Quatro anos talvez não seja muita coisa no tempo real, mas em “anos de festivais” simboliza aquela idade em que uma iniciativa precisa reunir os acertos e os erros de sua trajetória e tentar se reinventar e expandir suas ações. Esse é o pensamento do produtor Anderson Foca e do Centro Cultural DoSol que nos dias 01 e 02 e 11 e 12 de novembro, realiza a quarta edição do Festival DoSol, em Natal.
Em 2008, o Dosol retorna ao formato testado e aprovado no ano passado, com 27 bandas se revezando em dois locais de shows na Rua Chile (o Armazén Hall e o próprio DoSol Rock Bar), além do acréscimo de dois “espaços de convivência” para a imprensa, bandas e público , nas duas primeiras datas do festival. Já nos dias 11 e 12, a história se transfere para a Casa da Ribeira, onde mais cinco atrações se apresentam dentro do circuito DoSol Música Contemporênea, dedicado à música instrumental e experimental, com entrada gratuita.
Toda essa movimentação, armada principalmente graças à inclusão do festival no edital Oi Futuro, não vai passar em branco. A principal novidade do DoSol 2008 é a produção de um registro em DVD de todas as ações do festival. Pensando nos moldes dos vídeos do circuito de shows Vans Warped Tour, que costura as apresentações musicais com entrevistas curtas e cenas paralelas aos palcos do festival, a iniciativa pode ser vista como um passo a frente nos documentários institucionais e vídeo-releases que a DoSol Image, braço audiovisual da produtora, vem produzindo há algum tempo. “Sempre registramos o festival em vídeo, mas ás vezes dá aquela sensação de que você fez muita coisa, mas não tem nenhum registro nas mãos pra lembrar aquilo. Então, dessa vez o plano é eternizar a coisa”, afirma Foca.
“Acredito que um registro desse tipo hoje é essencial para uma banda poder disseminar seu trabalho. Por isso, a DoSol Image teve que evoluir muito rápido, para poder acompanhar essa tendência”, completa.
Para executar a idéia, foram convocados produtores independentes do áudio-visual potiguar, além do estúdio goiano RockLab, para cuidar do áudio das performances ao vivo. “Quisemos trazer pessoas que tenham uma linguagem próxima do festival”, aponta Foca. “E isso é ótimo porque rola uma troca de experiências entre nós e eles. É também um aprendizado”.

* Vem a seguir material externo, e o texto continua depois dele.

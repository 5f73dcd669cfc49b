//! Error types for the dots and boxes crate

use thiserror::Error;

/// Main error type for the dots and boxes crate
#[derive(Error, Debug)]
#[non_exhaustive]
pub enum Error {
    #[error("invalid grid dimensions {width}x{height}: {reason}")]
    InvalidDimensions {
        width: usize,
        height: usize,
        reason: String,
    },

    #[error("invalid line number {line} supplied, valid interval is [0, {max}]")]
    LineOutOfRange { line: usize, max: usize },

    #[error("no available actions in state {state}")]
    NoAvailableActions { state: u64 },

    #[error("value table '{name}' not found")]
    TableNotFound { name: String },

    #[error(
        "value table '{name}' has {found_states} states x {found_actions} actions, expected {expected_states} x {expected_actions}"
    )]
    DimensionMismatch {
        name: String,
        expected_states: u64,
        expected_actions: usize,
        found_states: u64,
        found_actions: usize,
    },

    #[error("cannot allocate value table '{name}' with {states} states x {actions} actions")]
    OutOfResources {
        name: String,
        states: u64,
        actions: usize,
    },

    #[error("malformed value table '{name}': {reason}")]
    MalformedTable { name: String, reason: String },

    #[error("failed to {operation}: {source}")]
    Io {
        operation: String,
        #[source]
        source: std::io::Error,
    },

    #[error("serialization error: {0}")]
    Serialization(#[from] serde_json::Error),

    #[error("failed to {operation}: {message}")]
    SerializationContext { operation: String, message: String },

    #[error("invalid configuration: {message}")]
    InvalidConfiguration { message: String },

    #[error("invalid policy spec '{spec}': {reason}")]
    InvalidPolicySpec { spec: String, reason: String },

    #[error("match aborted by policy '{policy}'")]
    Aborted { policy: String },

    #[error("match cancelled")]
    Cancelled,

    #[error("match '{label}' panicked")]
    MatchPanicked { label: String },

    #[error("progress bar template error: {message}")]
    ProgressBarTemplate { message: String },
}

impl Error {
    /// Storage errors after which the caller should create a fresh table.
    pub fn is_recoverable_storage(&self) -> bool {
        matches!(
            self,
            Error::TableNotFound { .. }
                | Error::DimensionMismatch { .. }
                | Error::MalformedTable { .. }
        )
    }

    /// True for the in-band abort and out-of-band cancellation signals.
    pub fn is_interruption(&self) -> bool {
        matches!(self, Error::Aborted { .. } | Error::Cancelled)
    }
}

/// Convenience type alias for Results using the crate's Error type
pub type Result<T> = std::result::Result<T, Error>;

impl From<std::io::Error> for Error {
    fn from(source: std::io::Error) -> Self {
        Error::Io {
            operation: "IO operation".to_string(),
            source,
        }
    }
}

#[cfg(test)]
mod tests {
    use super::*;

    #[test]
    fn test_recoverable_storage_errors() {
        assert!(
            Error::TableNotFound {
                name: "q.dat".to_string()
            }
            .is_recoverable_storage()
        );
        assert!(
            !Error::OutOfResources {
                name: "q.dat".to_string(),
                states: 1,
                actions: 1,
            }
            .is_recoverable_storage()
        );
    }

    #[test]
    fn test_interruption_errors() {
        assert!(Error::Cancelled.is_interruption());
        assert!(
            Error::Aborted {
                policy: "Console".to_string()
            }
            .is_interruption()
        );
        assert!(!Error::NoAvailableActions { state: 0 }.is_interruption());
    }
}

No saldo final, cada banda vai sair com uma música registrada no DVD, além do recorte em áudio e vídeo da apresentação para disponibilizar e divulgar da forma que bem entender. No caso das bandas locais, o registro vai valer como cachê do festival. Antes que a nuvem da polêmica se levante novamente, Foca esclarece com uma matemática rápida.

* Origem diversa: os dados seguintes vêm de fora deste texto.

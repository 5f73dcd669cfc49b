//! Value table backed by a memory map, saved in a flat binary file.
//!
//! Layout, all little-endian:
//!
//! ```text
//! [0..8)    magic "DNBQTBL1"
//! [8..12)   format version (u32)
//! [12..16)  actions per state (u32)
//! [16..24)  number of states (u64)
//! [24..)    num_states * num_actions f32 cells, row-major by state
//! ```
//!
//! A loaded table maps its file copy-on-write and a created table maps
//! anonymous memory, so nothing reaches the file until `persist`. Pages are
//! only read in when touched. `persist` writes the mapping to a staging
//! file and renames it over the table file.

use std::{
    fs::{self, File},
    io::{ErrorKind, Write},
    path::{Path, PathBuf},
    sync::{Arc, Mutex, MutexGuard, PoisonError},
};

use memmap2::{MmapMut, MmapOptions};
use tracing::debug;

use crate::{
    Result,
    error::Error,
    ports::{UNVISITED, ValueTable, ValueTableStore, value_table::cell_count},
};

const MAGIC: &[u8; 8] = b"DNBQTBL1";
const VERSION: u32 = 1;
const HEADER_LEN: usize = 24;
const CELL_LEN: usize = std::mem::size_of::<f32>();

/// Value table whose cells live in a memory map.
pub struct MappedValueTable {
    name: String,
    path: PathBuf,
    num_states: u64,
    num_actions: usize,
    map: Mutex<MmapMut>,
}

/// Bytes of a table file, header included.
fn file_len(num_states: u64, num_actions: usize) -> Option<usize> {
    cell_count(num_states, num_actions)
        .and_then(|cells| cells.checked_mul(CELL_LEN))
        .and_then(|bytes| bytes.checked_add(HEADER_LEN))
}

impl MappedValueTable {
    /// Map a fresh table filled with [`UNVISITED`].
    ///
    /// The file at `path` is left alone until the table is persisted.
    ///
    /// # Errors
    ///
    /// Returns [`Error::OutOfResources`] if the mapping cannot be reserved.
    pub fn create(name: &str, path: &Path, num_states: u64, num_actions: usize) -> Result<Self> {
        let out_of_resources = || Error::OutOfResources {
            name: name.to_string(),
            states: num_states,
            actions: num_actions,
        };
        let actions = u32::try_from(num_actions).map_err(|_| out_of_resources())?;
        let len = file_len(num_states, num_actions).ok_or_else(out_of_resources)?;

        let mut map = MmapMut::map_anon(len).map_err(|_| out_of_resources())?;
        map[0..8].copy_from_slice(MAGIC);
        map[8..12].copy_from_slice(&VERSION.to_le_bytes());
        map[12..16].copy_from_slice(&actions.to_le_bytes());
        map[16..24].copy_from_slice(&num_states.to_le_bytes());
        let fill = UNVISITED.to_le_bytes();
        for cell in map[HEADER_LEN..].chunks_exact_mut(CELL_LEN) {
            cell.copy_from_slice(&fill);
        }

        debug!(table = name, path = ?path, bytes = len, "created mapped value table");
        Ok(Self {
            name: name.to_string(),
            path: path.to_path_buf(),
            num_states,
            num_actions,
            map: Mutex::new(map),
        })
    }

    /// Map an existing table file and check its header.
    pub fn load(name: &str, path: &Path, num_states: u64, num_actions: usize) -> Result<Self> {
        let file = match File::open(path) {
            Ok(file) => file,
            Err(source) if source.kind() == ErrorKind::NotFound => {
                return Err(Error::TableNotFound {
                    name: name.to_string(),
                });
            }
            Err(source) => {
                return Err(Error::Io {
                    operation: format!("open value table file {path:?}"),
                    source,
                });
            }
        };

        let malformed = |reason: &str| Error::MalformedTable {
            name: name.to_string(),
            reason: reason.to_string(),
        };

        let map = map_private(&file, path)?;
        if map.len() < HEADER_LEN {
            return Err(malformed("file shorter than header"));
        }
        if &map[0..8] != MAGIC {
            return Err(malformed("bad magic"));
        }
        if read_u32(&map[8..12]) != VERSION {
            return Err(malformed("unsupported format version"));
        }

        let found_actions = read_u32(&map[12..16]) as usize;
        let found_states = u64::from_le_bytes([
            map[16], map[17], map[18], map[19], map[20], map[21], map[22], map[23],
        ]);
        if found_states != num_states || found_actions != num_actions {
            return Err(Error::DimensionMismatch {
                name: name.to_string(),
                expected_states: num_states,
                expected_actions: num_actions,
                found_states,
                found_actions,
            });
        }

        if file_len(num_states, num_actions) != Some(map.len()) {
            return Err(malformed("file length does not match header"));
        }

        Ok(Self {
            name: name.to_string(),
            path: path.to_path_buf(),
            num_states,
            num_actions,
            map: Mutex::new(map),
        })
    }

    pub fn path(&self) -> &Path {
        &self.path
    }

    fn map(&self) -> MutexGuard<'_, MmapMut> {
        self.map.lock().unwrap_or_else(PoisonError::into_inner)
    }

    fn offset(&self, state: u64, action: usize) -> usize {
        assert!(
            state < self.num_states && action < self.num_actions,
            "cell ({state}, {action}) outside {}x{} table '{}'",
            self.num_states,
            self.num_actions,
            self.name
        );
        HEADER_LEN + (state as usize * self.num_actions + action) * CELL_LEN
    }

    fn write_to(&self, path: &Path) -> Result<()> {
        let staging = path.with_extension("partial");
        let mut file = File::create(&staging).map_err(|source| Error::Io {
            operation: format!("create file {staging:?}"),
            source,
        })?;

        {
            let map = self.map();
            file.write_all(&map[..])
                .and_then(|()| file.sync_all())
                .map_err(|source| Error::Io {
                    operation: format!("write value table '{}' to {staging:?}", self.name),
                    source,
                })?;
        }
        drop(file);

        fs::rename(&staging, path).map_err(|source| Error::Io {
            operation: format!("move {staging:?} to {path:?}"),
            source,
        })
    }
}

fn map_private(file: &File, path: &Path) -> Result<MmapMut> {
    // Copy-on-write: writes stay in this process and the file is only
    // replaced by a rename, never modified in place.
    unsafe { MmapOptions::new().map_copy(file) }.map_err(|source| Error::Io {
        operation: format!("map value table file {path:?}"),
        source,
    })
}

fn read_u32(bytes: &[u8]) -> u32 {
    u32::from_le_bytes([bytes[0], bytes[1], bytes[2], bytes[3]])
}

fn read_f32(bytes: &[u8]) -> f32 {
    f32::from_le_bytes([bytes[0], bytes[1], bytes[2], bytes[3]])
}

impl ValueTable for MappedValueTable {
    fn name(&self) -> &str {
        &self.name
    }

    fn num_states(&self) -> u64 {
        self.num_states
    }

    fn num_actions(&self) -> usize {
        self.num_actions
    }

    fn value(&self, state: u64, action: usize) -> f32 {
        let at = self.offset(state, action);
        read_f32(&self.map()[at..at + CELL_LEN])
    }

    fn set_value(&self, state: u64, action: usize, value: f32) {
        let at = self.offset(state, action);
        self.map()[at..at + CELL_LEN].copy_from_slice(&value.to_le_bytes());
    }

    fn update(&self, state: u64, action: usize, op: &mut dyn FnMut(f32) -> f32) -> f32 {
        let at = self.offset(state, action);
        let mut map = self.map();
        let value = op(read_f32(&map[at..at + CELL_LEN]));
        map[at..at + CELL_LEN].copy_from_slice(&value.to_le_bytes());
        value
    }

    fn max_value(&self, state: u64) -> f32 {
        let start = self.offset(state, 0);
        let end = start + self.num_actions * CELL_LEN;
        self.map()[start..end]
            .chunks_exact(CELL_LEN)
            .map(read_f32)
            .fold(f32::NEG_INFINITY, f32::max)
    }

    fn persist(&self) -> Result<()> {
        self.write_to(&self.path)
    }
}

/// Store that maps each table name to a file.
#[derive(Debug, Clone, Default)]
pub struct MappedTableStore {
    root: Option<PathBuf>,
}

impl MappedTableStore {
    pub fn new() -> Self {
        Self { root: None }
    }

    pub fn with_root(root: impl Into<PathBuf>) -> Self {
        Self {
            root: Some(root.into()),
        }
    }

    fn path_for(&self, name: &str) -> PathBuf {
        match &self.root {
            Some(root) => root.join(name),
            None => PathBuf::from(name),
        }
    }
}

impl ValueTableStore for MappedTableStore {
    fn create(
        &self,
        name: &str,
        num_states: u64,
        num_actions: usize,
    ) -> Result<Arc<dyn ValueTable>> {
        let table = MappedValueTable::create(name, &self.path_for(name), num_states, num_actions)?;
        Ok(Arc::new(table))
    }

    fn load(&self, name: &str, num_states: u64, num_actions: usize) -> Result<Arc<dyn ValueTable>> {
        let table = MappedValueTable::load(name, &self.path_for(name), num_states, num_actions)?;
        Ok(Arc::new(table))
    }

    fn kind(&self) -> &'static str {
        "mapped"
    }
}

“O máximo que poderíamos pagar de cachê para uma banda local seria algo em torno de R$500 o que, convenhamos, é um puta cachê aqui em Natal. Mas ao invés disso a banda vai receber um registro em vídeo e áudio feito de forma profissional. Se essas bandas fossem pagar por um serviço desses, com a qualidade que estamos oferecendo, não tenha dúvida que sairia bem mais caro”, afirma.

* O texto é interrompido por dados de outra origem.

//! Q-learning temporal difference policy
//!
//! Values live in a [`crate::ports::ValueTable`] indexed by the board's
//! state identifier and line number, so a single table can be shared by
//! several policies and matches at once.
//!
//! ## Usage Example
//!
//! ```
//! use std::sync::Arc;
//!
//! use dotsnboxes::adapters::DenseValueTable;
//! use dotsnboxes::ports::Policy;
//! use dotsnboxes::q_learning::{LearningParams, QLearningPolicy};
//!
//! let table = Arc::new(DenseValueTable::in_memory("q", 16, 4)?);
//! let params = LearningParams::default()
//!     .with_discount_factor(0.5)
//!     .with_learning_rate(0.8);
//! let mut policy = QLearningPolicy::new(table, params).with_seed(7);
//!
//! let action = policy.select_action(0, &[0, 1, 2, 3])?;
//! policy.observe_feedback(0.0, 1, Some(&[1, 2, 3]))?;
//! # let _ = action;
//! # Ok::<(), dotsnboxes::Error>(())
//! ```

pub mod agent;
pub mod params;

pub use agent::QLearningPolicy;
pub use params::{DEFAULT_DISCOUNT_FACTOR, DEFAULT_LEARNING_RATE, LearningParams, SuccessorValue};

Apesar das boas intenções, ainda não há a garantia de que todas as bandas da escalação do festival irão participar do vídeo. Alguns grupos que pertencem a selos maiores precisam resolver eventuais liberações contratuais antes de terem a participação confirmada.
Depois do festival, a expansão do Centro Cultural DoSol prossegue em 2009. A produtora é uma das iniciativas culturais inscritas no edital dos novos Pontos de Cultura do RN. O edital, desenvolvido pelo Ministério da Cultura e Governo do Estado por meio da Fundação José Augusto, concede uma verba de R$ 180 mil para que ações culturais envolvendo Arte e Educação, Cidadania com Cultura e Cultura com Economia Solidária com pelo menos dois anos de atuação continuem por mais três anos.
Atualmente, o estado conta com 12 Pontos de Cultura em atividade em todo o território. O novo edital vai criar outros 53, sendo 10 em Natal.
Caso o DoSol seja aprovado – e como o próprio Foca analisa, as chances são boas – passará a oferecer cursos e oficinas permanentes de vídeo e música, palestras regulares sobre produção cultural, além de uma iniciativa inéditas em terras potiguares, na qual uma banda poderá apresentar um projeto de show a curadoria da produtora e, caso seja aprovado, receberá a pauta do bar para realizá-lo, de graça.
“Isso é parte de uma mudança filosófica pela qual o DoSol vem passando. É um crescimento que, para a gente, é viável e natural”, sentencia Foca.